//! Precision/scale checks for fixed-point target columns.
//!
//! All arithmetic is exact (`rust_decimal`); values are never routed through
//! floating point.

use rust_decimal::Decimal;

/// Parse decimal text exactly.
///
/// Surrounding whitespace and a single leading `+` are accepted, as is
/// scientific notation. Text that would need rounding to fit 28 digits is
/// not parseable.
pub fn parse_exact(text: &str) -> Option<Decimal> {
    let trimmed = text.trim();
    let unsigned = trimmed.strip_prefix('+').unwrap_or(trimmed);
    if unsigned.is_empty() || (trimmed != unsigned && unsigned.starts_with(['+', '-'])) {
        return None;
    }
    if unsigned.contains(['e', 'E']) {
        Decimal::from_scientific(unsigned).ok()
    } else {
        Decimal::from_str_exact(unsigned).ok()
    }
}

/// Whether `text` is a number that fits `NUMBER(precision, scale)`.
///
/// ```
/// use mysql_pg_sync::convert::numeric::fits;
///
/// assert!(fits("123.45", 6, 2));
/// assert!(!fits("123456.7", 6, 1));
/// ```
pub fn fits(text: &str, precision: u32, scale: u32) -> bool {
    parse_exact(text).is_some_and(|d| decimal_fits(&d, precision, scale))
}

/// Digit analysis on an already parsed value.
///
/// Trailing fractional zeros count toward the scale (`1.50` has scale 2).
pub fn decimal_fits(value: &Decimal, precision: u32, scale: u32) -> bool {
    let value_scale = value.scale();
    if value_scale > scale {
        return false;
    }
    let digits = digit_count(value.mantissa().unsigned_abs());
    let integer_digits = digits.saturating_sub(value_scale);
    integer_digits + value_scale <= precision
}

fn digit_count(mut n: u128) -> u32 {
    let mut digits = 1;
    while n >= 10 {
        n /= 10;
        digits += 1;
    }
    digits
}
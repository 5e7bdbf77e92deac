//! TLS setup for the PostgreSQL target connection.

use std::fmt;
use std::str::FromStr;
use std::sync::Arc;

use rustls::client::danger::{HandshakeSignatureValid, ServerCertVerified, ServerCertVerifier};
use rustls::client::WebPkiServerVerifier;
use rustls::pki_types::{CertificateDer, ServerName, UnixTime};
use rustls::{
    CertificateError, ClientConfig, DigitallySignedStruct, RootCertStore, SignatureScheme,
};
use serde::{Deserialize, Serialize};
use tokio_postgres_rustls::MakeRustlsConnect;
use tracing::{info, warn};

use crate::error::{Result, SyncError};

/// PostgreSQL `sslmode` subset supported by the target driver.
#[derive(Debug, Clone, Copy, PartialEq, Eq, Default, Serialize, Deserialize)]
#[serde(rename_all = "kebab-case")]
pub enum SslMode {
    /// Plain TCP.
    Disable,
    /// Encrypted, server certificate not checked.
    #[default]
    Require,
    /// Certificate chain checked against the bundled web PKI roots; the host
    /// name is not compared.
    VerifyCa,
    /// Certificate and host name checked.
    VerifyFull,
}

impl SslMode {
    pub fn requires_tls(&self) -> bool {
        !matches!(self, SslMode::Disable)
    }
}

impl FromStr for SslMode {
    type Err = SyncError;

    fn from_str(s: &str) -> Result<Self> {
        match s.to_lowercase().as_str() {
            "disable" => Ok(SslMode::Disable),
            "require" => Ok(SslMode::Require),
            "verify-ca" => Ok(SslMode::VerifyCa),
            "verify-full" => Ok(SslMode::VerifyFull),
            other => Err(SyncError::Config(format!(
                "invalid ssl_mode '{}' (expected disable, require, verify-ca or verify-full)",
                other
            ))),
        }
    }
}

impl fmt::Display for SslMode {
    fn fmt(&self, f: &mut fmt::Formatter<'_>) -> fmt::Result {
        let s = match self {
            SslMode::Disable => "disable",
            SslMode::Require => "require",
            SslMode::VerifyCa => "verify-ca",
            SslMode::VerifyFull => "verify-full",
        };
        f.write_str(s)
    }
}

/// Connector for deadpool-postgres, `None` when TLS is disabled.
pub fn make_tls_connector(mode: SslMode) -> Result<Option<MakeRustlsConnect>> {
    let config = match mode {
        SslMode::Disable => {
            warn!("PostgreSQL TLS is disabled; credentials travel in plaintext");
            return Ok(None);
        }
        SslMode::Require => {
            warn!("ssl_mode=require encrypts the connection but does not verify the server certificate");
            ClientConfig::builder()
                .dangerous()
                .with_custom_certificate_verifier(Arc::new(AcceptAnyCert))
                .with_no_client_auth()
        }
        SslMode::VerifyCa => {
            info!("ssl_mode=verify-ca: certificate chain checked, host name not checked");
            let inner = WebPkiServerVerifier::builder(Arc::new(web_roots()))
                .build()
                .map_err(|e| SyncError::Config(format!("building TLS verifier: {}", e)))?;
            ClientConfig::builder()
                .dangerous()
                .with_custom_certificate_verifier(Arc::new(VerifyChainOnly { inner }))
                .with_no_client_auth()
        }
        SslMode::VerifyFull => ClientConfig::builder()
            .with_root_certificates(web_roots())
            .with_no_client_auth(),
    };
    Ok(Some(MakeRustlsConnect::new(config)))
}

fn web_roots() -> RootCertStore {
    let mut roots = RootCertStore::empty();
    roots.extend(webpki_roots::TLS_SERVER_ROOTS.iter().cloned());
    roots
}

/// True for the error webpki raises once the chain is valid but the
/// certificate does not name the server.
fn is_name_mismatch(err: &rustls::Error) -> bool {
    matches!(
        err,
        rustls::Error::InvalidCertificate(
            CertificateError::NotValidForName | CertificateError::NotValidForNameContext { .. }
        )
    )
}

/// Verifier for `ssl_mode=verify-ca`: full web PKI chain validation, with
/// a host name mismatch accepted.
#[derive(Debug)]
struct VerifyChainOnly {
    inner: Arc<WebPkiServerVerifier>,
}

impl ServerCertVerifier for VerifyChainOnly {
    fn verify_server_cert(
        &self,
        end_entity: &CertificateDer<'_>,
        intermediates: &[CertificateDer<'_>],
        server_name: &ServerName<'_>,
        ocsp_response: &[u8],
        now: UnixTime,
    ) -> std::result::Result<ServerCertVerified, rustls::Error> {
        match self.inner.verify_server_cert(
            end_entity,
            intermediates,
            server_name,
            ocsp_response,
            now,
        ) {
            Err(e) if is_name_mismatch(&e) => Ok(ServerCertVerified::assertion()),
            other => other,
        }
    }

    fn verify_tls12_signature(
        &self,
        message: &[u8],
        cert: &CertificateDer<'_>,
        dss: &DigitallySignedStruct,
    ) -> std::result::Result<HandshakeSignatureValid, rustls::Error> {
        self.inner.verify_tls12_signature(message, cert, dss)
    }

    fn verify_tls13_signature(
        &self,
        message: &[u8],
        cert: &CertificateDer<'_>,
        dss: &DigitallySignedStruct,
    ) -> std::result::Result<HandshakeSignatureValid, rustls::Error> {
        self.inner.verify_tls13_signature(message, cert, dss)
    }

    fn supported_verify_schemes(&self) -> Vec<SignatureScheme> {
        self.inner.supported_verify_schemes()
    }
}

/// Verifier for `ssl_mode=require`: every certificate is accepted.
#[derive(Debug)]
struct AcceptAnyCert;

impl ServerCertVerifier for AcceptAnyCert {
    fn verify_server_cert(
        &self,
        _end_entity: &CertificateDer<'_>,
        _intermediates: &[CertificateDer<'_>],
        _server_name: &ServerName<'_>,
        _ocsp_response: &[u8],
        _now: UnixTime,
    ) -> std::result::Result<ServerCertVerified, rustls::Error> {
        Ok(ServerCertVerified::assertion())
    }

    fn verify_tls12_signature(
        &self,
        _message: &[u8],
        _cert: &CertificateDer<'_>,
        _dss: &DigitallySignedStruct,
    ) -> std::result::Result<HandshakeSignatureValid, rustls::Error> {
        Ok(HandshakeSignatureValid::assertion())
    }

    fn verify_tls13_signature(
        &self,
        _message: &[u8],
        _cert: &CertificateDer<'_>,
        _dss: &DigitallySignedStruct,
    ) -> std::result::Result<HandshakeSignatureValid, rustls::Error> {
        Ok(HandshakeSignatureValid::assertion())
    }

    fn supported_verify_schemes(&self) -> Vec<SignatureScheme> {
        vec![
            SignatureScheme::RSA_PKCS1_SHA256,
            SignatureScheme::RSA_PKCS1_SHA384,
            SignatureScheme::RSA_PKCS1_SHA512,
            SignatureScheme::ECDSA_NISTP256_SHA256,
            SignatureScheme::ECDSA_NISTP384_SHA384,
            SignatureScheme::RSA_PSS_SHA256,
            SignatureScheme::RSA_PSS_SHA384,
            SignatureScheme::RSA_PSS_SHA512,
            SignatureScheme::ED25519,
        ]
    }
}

####################

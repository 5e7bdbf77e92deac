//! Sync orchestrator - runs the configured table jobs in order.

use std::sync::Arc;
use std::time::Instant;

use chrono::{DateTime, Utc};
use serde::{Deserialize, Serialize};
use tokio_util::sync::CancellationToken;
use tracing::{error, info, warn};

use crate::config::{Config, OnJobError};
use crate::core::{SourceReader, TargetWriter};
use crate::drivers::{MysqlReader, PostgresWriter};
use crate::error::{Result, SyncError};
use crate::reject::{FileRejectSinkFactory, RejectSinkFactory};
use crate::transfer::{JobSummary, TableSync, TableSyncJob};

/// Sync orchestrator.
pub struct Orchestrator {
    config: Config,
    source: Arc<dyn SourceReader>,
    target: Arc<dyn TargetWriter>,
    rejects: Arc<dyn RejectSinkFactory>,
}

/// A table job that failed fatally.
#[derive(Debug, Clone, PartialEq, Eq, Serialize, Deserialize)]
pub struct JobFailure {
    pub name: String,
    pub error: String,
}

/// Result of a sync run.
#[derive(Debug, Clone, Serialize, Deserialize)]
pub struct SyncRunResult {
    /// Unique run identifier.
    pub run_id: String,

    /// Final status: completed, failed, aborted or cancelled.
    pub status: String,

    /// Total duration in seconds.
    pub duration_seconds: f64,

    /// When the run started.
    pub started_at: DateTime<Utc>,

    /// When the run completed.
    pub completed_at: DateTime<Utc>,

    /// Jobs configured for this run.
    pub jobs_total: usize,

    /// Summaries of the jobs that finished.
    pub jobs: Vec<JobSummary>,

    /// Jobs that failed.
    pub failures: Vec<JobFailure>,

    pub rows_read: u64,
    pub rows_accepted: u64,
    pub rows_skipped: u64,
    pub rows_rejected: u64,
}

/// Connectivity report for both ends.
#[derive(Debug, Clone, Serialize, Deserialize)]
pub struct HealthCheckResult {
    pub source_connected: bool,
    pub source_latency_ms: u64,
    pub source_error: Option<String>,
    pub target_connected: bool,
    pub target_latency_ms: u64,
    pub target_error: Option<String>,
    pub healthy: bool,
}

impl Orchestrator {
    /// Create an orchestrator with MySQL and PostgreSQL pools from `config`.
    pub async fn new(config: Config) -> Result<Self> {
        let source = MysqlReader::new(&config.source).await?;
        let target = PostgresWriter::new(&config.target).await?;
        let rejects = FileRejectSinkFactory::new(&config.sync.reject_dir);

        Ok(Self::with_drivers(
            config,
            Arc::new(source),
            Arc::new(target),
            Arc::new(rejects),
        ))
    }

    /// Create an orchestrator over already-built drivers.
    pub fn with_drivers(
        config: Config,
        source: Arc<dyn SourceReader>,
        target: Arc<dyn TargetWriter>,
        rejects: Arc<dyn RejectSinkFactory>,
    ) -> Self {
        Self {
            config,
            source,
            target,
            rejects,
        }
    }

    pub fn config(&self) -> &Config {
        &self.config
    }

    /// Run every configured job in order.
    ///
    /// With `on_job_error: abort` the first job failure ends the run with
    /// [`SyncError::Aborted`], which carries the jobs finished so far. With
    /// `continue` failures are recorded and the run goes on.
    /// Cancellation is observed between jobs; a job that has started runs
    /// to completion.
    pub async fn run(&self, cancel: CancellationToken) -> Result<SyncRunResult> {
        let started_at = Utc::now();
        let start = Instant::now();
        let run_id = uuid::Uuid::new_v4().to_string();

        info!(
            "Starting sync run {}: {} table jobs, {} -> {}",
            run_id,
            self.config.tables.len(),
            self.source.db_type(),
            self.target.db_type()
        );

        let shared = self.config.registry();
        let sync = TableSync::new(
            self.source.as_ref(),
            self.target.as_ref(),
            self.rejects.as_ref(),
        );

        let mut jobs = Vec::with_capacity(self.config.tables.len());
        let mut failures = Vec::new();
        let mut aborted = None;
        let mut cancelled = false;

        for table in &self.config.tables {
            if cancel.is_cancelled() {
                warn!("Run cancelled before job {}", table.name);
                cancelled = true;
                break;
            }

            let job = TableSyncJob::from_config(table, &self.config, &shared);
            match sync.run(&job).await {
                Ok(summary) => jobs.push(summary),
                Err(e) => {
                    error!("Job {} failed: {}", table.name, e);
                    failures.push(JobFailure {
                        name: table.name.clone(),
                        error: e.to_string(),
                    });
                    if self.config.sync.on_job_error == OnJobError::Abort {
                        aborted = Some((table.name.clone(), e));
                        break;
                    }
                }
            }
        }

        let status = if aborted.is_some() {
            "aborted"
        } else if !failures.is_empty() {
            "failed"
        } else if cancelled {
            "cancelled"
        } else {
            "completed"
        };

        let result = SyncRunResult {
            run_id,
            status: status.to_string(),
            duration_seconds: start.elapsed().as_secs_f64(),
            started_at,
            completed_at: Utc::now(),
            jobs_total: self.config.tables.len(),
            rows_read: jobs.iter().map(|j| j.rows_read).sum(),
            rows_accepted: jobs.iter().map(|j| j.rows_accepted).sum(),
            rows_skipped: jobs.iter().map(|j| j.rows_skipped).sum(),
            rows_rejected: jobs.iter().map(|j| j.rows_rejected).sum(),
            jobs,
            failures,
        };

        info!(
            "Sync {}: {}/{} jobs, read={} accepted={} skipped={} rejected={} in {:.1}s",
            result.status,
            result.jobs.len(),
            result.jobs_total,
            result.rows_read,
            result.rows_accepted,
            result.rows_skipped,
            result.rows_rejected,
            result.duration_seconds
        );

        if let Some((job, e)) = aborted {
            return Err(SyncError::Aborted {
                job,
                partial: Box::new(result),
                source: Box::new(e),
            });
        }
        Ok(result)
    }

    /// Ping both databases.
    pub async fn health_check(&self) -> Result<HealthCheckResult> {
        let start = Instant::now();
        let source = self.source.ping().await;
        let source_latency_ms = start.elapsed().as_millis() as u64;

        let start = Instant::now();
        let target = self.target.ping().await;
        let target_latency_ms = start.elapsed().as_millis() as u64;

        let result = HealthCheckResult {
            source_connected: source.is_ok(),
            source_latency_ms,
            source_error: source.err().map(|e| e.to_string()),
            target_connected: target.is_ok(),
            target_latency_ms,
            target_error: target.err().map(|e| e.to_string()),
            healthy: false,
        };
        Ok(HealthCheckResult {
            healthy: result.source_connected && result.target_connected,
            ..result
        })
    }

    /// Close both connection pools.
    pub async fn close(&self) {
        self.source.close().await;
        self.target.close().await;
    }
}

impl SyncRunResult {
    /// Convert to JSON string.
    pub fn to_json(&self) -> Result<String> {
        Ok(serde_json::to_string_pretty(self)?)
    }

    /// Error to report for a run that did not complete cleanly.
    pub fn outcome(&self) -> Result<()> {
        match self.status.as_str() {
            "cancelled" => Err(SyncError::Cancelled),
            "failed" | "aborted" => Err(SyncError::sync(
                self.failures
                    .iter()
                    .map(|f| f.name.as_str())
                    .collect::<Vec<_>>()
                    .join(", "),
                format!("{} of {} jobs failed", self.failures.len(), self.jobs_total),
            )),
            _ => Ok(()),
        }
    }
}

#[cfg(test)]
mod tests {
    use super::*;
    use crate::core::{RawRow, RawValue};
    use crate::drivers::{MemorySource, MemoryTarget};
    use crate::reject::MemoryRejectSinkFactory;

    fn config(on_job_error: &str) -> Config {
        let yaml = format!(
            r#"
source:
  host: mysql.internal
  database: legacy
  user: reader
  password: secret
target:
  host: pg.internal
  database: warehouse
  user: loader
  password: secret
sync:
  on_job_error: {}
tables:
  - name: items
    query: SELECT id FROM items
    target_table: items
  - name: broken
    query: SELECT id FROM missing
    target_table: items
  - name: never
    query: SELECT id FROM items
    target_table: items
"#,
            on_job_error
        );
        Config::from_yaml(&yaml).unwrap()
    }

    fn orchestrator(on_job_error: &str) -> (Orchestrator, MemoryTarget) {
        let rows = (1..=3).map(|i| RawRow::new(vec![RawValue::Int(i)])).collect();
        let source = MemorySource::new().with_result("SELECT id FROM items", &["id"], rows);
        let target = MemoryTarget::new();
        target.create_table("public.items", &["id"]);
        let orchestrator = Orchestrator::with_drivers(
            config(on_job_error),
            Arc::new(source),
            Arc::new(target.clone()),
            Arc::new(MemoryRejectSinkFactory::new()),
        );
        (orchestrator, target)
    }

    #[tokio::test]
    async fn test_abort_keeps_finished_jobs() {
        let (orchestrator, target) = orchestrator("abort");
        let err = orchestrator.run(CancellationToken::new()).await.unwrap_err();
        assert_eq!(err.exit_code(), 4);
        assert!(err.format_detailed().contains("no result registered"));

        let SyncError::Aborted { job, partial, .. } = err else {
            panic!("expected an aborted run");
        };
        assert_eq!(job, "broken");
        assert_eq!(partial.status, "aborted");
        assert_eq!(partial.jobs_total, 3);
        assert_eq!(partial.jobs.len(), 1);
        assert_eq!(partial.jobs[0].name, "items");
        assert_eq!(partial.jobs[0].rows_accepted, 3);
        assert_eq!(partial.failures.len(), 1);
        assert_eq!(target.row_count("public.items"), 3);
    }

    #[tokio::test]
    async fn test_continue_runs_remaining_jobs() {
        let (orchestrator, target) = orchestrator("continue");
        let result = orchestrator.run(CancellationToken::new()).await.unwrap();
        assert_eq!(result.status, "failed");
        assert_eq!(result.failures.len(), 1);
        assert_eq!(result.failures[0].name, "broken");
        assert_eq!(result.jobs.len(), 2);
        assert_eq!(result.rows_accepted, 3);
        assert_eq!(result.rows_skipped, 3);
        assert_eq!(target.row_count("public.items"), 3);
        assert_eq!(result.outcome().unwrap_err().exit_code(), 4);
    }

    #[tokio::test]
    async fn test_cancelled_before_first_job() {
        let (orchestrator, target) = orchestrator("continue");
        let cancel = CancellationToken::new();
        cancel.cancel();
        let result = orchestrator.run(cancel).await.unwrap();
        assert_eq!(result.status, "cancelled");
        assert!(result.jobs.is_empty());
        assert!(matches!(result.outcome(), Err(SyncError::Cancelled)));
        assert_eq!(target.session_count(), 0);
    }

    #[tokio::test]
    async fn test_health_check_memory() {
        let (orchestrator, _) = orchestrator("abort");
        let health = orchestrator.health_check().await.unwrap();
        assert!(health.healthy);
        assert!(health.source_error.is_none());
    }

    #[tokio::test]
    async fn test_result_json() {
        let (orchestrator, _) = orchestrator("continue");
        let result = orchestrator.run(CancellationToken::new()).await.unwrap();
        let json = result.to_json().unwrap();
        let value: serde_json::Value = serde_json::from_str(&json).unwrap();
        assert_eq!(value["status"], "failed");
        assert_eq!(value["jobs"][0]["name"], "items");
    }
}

####################

→ Exercise directions
Reproduce exactly the stretch of the material above that starts at the line with "fixed-point target columns." and ends at the line with "accepted, as is", both included, and nothing else.

→ Solved exercise
//! Precision/scale checks for fixed-point target columns.
//!
//! All arithmetic is exact (`rust_decimal`); values are never routed through
//! floating point.

use rust_decimal::Decimal;

/// Parse decimal text exactly.
///
/// Surrounding whitespace and a single leading `+` are accepted, as is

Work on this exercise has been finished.